■ TASK GOAL
Only one stretch of the data below is needed. Output the lines from the one with "pub struct SendNotificationRequest" up to and including the one with "NewNotification, emailed: bool)", exactly as they stand.

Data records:
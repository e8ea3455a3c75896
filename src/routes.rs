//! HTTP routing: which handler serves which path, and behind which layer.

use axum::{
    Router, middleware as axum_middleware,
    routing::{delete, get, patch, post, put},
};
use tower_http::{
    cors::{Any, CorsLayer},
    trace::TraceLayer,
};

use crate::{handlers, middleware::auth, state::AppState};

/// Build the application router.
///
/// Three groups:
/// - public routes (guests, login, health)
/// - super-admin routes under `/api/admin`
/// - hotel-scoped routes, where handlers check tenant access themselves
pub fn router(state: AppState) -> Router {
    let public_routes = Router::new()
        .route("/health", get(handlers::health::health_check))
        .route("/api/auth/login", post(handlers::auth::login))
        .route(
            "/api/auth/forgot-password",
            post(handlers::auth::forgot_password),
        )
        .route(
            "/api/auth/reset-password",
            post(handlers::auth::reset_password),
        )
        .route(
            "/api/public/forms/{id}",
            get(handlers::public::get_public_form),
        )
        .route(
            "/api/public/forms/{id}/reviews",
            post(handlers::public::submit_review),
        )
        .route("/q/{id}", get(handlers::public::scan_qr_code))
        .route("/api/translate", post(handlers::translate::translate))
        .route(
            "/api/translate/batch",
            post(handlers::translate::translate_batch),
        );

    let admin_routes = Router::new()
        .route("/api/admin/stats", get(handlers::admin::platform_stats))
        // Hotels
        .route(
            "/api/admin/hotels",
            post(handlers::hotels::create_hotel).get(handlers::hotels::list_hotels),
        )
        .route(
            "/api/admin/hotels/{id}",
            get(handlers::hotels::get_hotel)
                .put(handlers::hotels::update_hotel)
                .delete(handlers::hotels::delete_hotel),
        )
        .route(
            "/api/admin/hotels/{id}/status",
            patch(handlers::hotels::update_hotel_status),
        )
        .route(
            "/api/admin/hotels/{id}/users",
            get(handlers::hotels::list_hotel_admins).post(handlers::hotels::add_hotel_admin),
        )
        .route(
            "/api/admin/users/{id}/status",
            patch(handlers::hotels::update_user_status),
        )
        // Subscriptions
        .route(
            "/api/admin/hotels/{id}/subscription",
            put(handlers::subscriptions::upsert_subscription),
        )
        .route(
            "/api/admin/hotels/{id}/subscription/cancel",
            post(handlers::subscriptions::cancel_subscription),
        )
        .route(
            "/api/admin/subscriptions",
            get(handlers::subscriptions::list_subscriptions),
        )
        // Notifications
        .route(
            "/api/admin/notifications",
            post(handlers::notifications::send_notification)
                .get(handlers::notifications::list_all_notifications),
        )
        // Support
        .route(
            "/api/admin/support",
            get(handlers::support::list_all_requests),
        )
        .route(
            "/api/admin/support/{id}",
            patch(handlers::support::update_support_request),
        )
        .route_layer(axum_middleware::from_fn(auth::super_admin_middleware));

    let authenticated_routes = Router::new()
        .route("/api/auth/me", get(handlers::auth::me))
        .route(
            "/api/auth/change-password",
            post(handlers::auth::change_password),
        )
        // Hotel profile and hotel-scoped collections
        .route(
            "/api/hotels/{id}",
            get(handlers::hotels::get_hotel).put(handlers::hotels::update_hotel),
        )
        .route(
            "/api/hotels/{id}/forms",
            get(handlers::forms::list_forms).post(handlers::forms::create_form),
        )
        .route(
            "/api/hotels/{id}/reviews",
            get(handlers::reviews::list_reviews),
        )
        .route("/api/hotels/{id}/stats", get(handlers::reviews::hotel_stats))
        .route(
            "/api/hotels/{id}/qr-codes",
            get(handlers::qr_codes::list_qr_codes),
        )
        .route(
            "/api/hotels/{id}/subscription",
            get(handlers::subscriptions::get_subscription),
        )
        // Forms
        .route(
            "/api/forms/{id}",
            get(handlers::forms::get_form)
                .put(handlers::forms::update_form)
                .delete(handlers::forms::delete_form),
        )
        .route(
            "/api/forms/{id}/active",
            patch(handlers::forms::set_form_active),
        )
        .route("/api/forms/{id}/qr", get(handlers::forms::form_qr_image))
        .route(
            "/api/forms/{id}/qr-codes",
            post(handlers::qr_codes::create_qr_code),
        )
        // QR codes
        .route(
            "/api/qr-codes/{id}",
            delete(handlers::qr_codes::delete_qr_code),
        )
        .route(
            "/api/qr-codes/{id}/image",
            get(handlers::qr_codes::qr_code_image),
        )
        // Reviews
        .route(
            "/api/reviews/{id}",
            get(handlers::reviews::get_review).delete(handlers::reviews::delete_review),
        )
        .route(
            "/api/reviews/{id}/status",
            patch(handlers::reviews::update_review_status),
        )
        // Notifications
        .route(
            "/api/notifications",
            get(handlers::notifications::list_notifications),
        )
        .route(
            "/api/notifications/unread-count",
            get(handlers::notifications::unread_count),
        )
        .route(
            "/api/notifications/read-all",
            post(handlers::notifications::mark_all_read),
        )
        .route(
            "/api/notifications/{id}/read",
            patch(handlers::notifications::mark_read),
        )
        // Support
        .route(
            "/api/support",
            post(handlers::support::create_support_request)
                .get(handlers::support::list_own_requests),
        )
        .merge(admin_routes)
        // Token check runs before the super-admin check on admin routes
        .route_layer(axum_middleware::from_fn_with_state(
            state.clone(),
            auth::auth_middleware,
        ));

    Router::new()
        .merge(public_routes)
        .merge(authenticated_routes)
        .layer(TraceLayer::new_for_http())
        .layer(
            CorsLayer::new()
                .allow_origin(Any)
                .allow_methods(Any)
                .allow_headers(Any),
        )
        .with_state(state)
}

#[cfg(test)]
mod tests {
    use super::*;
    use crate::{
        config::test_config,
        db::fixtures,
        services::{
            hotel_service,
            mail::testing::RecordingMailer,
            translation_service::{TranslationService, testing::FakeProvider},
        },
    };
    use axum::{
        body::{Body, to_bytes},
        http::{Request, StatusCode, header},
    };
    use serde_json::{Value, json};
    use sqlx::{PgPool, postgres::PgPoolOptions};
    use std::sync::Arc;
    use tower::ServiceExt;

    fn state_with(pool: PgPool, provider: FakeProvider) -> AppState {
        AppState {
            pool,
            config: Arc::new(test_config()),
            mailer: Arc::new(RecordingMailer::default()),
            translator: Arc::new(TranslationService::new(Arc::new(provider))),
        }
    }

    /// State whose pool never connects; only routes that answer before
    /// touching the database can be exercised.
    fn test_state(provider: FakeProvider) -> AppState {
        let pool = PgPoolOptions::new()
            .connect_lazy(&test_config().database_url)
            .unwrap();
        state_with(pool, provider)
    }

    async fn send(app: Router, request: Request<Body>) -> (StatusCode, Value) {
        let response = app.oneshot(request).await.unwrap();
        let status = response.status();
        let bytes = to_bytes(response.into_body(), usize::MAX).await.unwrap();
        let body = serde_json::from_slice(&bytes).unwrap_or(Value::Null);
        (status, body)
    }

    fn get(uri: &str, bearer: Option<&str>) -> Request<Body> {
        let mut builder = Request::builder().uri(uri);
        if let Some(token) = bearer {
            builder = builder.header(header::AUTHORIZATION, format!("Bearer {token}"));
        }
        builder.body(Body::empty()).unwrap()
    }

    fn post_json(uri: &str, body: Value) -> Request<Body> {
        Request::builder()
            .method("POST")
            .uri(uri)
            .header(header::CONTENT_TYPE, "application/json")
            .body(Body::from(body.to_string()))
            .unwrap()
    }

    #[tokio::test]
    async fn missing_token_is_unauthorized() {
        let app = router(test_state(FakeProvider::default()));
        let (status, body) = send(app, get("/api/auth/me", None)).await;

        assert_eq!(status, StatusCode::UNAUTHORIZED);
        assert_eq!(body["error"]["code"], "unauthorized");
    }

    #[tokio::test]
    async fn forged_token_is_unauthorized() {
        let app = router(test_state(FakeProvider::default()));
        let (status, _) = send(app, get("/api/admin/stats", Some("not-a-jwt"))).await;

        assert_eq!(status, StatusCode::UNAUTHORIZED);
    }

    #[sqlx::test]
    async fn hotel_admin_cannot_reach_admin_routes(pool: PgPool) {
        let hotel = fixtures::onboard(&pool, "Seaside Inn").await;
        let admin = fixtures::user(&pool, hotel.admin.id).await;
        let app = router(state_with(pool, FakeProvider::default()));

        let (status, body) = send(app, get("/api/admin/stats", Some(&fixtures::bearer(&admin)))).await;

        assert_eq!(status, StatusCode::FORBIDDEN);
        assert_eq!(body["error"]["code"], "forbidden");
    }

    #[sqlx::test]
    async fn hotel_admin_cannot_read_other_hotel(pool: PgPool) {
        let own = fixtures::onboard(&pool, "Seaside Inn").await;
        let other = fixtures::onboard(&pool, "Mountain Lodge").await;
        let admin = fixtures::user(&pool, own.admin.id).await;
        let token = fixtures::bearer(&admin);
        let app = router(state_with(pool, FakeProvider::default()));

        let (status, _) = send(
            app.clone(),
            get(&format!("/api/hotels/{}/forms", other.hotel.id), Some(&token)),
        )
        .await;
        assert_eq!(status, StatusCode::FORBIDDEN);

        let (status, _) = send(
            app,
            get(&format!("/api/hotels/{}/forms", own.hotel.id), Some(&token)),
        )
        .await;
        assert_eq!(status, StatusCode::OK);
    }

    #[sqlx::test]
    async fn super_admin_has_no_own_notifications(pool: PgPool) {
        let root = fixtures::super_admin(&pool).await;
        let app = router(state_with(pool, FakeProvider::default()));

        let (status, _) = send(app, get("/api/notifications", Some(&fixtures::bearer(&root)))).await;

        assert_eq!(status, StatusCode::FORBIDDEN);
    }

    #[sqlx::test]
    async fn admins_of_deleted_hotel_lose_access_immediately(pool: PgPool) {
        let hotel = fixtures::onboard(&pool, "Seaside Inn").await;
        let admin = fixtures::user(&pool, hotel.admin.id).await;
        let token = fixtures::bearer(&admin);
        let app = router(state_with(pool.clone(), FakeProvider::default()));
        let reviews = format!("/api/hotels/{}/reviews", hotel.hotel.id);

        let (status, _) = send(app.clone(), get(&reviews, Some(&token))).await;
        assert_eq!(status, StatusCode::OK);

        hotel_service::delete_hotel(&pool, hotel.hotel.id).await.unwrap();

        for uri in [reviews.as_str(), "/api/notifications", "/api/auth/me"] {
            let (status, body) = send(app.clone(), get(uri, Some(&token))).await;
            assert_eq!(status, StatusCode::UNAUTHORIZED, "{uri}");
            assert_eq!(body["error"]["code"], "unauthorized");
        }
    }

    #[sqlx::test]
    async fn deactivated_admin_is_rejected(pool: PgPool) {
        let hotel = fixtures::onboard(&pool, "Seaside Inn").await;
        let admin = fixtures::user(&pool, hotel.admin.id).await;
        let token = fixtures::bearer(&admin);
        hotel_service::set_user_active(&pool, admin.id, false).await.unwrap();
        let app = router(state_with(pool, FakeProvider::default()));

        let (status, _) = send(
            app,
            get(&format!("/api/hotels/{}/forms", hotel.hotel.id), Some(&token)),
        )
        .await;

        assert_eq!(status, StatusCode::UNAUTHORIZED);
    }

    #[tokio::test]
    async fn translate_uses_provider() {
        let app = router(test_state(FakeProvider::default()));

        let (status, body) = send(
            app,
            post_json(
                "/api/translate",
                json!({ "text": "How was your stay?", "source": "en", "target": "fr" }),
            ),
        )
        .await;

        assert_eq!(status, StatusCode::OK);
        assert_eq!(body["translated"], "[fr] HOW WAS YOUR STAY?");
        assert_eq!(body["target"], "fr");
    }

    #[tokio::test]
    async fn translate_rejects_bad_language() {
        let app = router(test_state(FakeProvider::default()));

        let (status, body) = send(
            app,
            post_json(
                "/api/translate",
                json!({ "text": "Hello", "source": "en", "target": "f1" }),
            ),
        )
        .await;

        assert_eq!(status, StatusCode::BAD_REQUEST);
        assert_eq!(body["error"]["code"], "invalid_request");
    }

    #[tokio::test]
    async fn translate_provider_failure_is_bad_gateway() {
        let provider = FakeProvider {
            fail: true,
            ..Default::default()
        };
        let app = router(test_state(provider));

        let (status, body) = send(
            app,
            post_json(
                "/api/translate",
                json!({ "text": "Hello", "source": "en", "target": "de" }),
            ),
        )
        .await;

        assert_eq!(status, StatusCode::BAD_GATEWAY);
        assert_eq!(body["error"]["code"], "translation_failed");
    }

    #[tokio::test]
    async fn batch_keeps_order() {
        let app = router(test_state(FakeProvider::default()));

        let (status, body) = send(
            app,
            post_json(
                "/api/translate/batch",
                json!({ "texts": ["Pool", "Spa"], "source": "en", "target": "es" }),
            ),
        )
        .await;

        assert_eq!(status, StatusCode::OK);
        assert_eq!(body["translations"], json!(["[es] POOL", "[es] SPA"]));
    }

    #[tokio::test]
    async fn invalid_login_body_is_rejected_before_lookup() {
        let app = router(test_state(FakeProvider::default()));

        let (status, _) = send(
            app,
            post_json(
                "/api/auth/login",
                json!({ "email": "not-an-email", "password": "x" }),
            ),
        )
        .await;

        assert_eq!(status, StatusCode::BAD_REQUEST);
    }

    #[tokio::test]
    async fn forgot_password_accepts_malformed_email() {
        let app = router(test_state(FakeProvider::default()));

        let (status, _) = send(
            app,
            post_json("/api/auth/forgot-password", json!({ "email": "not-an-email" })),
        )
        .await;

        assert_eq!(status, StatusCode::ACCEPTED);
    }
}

...

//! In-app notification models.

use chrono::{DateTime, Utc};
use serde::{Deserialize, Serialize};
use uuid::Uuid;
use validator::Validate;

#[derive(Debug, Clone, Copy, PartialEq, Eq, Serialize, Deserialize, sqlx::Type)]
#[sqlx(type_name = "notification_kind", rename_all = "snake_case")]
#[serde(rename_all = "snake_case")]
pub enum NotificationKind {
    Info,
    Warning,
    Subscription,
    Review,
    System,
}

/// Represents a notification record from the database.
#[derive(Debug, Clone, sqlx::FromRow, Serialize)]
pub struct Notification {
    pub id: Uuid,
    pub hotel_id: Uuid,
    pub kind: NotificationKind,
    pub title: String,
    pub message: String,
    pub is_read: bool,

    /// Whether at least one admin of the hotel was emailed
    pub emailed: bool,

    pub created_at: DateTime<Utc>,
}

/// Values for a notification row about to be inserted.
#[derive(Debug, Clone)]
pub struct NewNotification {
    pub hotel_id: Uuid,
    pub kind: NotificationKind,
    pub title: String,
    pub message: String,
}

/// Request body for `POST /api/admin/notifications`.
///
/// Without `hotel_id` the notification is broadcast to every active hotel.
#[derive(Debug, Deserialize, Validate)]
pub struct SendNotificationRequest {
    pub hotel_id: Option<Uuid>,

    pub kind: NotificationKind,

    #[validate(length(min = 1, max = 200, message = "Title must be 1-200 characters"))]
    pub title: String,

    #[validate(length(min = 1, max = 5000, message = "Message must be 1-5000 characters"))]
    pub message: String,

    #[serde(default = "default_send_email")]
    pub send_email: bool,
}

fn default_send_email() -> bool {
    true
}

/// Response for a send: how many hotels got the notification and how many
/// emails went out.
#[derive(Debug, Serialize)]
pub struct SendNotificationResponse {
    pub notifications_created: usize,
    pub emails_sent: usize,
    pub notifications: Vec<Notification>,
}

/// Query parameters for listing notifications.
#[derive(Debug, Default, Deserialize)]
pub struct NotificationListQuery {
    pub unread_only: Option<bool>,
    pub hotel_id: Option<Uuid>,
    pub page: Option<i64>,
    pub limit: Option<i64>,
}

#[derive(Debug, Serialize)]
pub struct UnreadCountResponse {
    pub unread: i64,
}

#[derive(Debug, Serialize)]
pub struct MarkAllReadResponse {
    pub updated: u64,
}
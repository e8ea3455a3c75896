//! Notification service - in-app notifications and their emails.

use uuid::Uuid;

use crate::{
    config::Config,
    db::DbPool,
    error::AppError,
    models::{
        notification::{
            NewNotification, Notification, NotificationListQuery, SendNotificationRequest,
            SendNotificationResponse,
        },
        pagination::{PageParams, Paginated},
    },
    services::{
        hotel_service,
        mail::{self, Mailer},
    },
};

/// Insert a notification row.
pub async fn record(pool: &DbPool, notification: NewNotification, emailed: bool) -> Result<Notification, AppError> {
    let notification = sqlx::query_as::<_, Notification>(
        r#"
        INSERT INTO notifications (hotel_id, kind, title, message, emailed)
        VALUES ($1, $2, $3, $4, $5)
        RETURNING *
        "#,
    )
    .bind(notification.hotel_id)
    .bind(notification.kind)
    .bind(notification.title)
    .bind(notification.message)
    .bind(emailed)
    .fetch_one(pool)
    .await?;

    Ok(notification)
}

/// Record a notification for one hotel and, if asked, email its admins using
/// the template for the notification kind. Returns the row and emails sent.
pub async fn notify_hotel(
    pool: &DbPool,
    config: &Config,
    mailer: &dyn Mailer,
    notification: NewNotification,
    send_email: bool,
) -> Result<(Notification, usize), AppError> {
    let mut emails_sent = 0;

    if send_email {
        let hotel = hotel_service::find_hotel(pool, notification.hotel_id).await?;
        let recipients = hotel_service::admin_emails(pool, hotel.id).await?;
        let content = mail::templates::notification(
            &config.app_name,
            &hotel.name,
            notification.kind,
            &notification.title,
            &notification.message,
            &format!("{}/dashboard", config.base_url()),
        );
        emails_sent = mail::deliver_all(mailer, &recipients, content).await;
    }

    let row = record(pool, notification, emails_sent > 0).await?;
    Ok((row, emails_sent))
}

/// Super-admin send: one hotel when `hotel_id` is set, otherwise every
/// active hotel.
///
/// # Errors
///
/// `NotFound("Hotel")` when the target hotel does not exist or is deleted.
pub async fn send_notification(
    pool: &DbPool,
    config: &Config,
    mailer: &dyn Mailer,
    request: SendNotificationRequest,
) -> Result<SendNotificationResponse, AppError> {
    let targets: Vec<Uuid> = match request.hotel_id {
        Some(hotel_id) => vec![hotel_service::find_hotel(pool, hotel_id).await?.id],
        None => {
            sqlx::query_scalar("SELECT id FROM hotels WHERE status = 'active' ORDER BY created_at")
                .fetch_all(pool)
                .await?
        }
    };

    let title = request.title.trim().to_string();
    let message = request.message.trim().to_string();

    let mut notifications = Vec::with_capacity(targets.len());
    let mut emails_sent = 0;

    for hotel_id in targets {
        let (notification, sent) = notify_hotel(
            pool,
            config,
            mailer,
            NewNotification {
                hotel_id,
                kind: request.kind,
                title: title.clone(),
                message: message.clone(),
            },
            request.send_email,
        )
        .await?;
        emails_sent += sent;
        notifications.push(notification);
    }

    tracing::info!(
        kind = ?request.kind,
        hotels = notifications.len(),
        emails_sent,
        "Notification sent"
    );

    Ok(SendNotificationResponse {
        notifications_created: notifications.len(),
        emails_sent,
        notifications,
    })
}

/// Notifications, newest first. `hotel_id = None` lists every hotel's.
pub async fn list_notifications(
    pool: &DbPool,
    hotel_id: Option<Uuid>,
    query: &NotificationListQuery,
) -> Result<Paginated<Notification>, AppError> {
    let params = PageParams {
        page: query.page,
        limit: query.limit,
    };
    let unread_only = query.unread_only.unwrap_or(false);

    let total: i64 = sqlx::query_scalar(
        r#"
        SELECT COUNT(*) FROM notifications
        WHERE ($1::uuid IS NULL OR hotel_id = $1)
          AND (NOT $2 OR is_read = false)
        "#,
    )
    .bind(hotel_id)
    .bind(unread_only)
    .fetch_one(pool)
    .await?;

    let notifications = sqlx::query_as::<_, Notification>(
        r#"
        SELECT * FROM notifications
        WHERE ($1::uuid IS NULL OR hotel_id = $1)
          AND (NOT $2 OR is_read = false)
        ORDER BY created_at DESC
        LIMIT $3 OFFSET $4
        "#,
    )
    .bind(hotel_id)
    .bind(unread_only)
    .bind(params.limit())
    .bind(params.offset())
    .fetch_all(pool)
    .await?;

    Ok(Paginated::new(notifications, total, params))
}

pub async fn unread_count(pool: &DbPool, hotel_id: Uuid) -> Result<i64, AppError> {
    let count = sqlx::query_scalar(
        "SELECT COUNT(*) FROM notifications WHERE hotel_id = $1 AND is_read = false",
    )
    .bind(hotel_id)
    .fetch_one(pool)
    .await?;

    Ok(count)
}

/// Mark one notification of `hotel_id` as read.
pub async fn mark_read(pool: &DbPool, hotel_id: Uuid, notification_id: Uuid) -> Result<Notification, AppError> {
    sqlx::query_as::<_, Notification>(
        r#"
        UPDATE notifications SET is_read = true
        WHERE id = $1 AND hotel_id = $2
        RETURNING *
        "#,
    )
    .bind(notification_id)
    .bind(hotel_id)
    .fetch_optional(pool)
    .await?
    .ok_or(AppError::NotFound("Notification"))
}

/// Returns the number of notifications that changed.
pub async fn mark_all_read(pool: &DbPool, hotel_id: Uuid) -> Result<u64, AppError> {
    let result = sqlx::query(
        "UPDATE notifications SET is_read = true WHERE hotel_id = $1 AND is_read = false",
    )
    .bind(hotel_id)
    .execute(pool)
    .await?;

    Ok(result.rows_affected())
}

---

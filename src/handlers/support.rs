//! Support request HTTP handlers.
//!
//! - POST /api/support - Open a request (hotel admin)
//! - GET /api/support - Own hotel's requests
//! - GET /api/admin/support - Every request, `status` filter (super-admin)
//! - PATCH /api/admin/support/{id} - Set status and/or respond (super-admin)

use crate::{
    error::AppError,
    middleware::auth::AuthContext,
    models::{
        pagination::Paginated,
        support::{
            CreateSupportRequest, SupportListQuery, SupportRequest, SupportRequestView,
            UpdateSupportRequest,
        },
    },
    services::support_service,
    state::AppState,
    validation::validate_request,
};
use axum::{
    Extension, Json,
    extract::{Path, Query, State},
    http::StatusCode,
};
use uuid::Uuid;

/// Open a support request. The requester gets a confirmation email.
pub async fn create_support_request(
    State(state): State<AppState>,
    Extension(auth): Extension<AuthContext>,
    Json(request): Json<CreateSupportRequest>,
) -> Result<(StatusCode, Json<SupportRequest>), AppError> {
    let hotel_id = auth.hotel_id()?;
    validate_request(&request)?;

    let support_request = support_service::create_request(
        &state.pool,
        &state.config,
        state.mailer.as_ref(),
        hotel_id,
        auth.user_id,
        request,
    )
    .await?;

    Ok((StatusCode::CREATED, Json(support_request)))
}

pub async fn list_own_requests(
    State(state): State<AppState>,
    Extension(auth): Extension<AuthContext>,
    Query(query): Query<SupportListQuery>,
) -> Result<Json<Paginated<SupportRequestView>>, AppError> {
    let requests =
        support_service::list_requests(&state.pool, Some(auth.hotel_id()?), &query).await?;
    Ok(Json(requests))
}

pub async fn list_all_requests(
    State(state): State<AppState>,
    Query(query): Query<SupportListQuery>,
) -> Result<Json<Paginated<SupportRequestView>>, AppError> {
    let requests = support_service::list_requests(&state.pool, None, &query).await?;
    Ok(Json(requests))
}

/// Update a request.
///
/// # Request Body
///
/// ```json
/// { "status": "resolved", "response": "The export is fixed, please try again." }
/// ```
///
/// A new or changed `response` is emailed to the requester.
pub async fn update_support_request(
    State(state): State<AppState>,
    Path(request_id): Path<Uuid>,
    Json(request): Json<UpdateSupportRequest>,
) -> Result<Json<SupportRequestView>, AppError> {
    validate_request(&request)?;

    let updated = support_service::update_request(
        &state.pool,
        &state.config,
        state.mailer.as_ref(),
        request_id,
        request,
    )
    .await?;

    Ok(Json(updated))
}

■ COMPLETED TASK
pub struct SendNotificationRequest {
    pub hotel_id: Option<Uuid>,

    pub kind: NotificationKind,

    #[validate(length(min = 1, max = 200, message = "Title must be 1-200 characters"))]
    pub title: String,

    #[validate(length(min = 1, max = 5000, message = "Message must be 1-5000 characters"))]
    pub message: String,

    #[serde(default = "default_send_email")]
    pub send_email: bool,
}

fn default_send_email() -> bool {
    true
}

/// Response for a send: how many hotels got the notification and how many
/// emails went out.
#[derive(Debug, Serialize)]
pub struct SendNotificationResponse {
    pub notifications_created: usize,
    pub emails_sent: usize,
    pub notifications: Vec<Notification>,
}

/// Query parameters for listing notifications.
#[derive(Debug, Default, Deserialize)]
pub struct NotificationListQuery {
    pub unread_only: Option<bool>,
    pub hotel_id: Option<Uuid>,
    pub page: Option<i64>,
    pub limit: Option<i64>,
}

#[derive(Debug, Serialize)]
pub struct UnreadCountResponse {
    pub unread: i64,
}

#[derive(Debug, Serialize)]
pub struct MarkAllReadResponse {
    pub updated: u64,
}
repository e8ea3455a3c75896
//! Notification service - in-app notifications and their emails.

use uuid::Uuid;

use crate::{
    config::Config,
    db::DbPool,
    error::AppError,
    models::{
        notification::{
            NewNotification, Notification, NotificationListQuery, SendNotificationRequest,
            SendNotificationResponse,
        },
        pagination::{PageParams, Paginated},
    },
    services::{
        hotel_service,
        mail::{self, Mailer},
    },
};

/// Insert a notification row.
pub async fn record(pool: &DbPool, notification: NewNotification, emailed: bool) -> Result<Notification, AppError> {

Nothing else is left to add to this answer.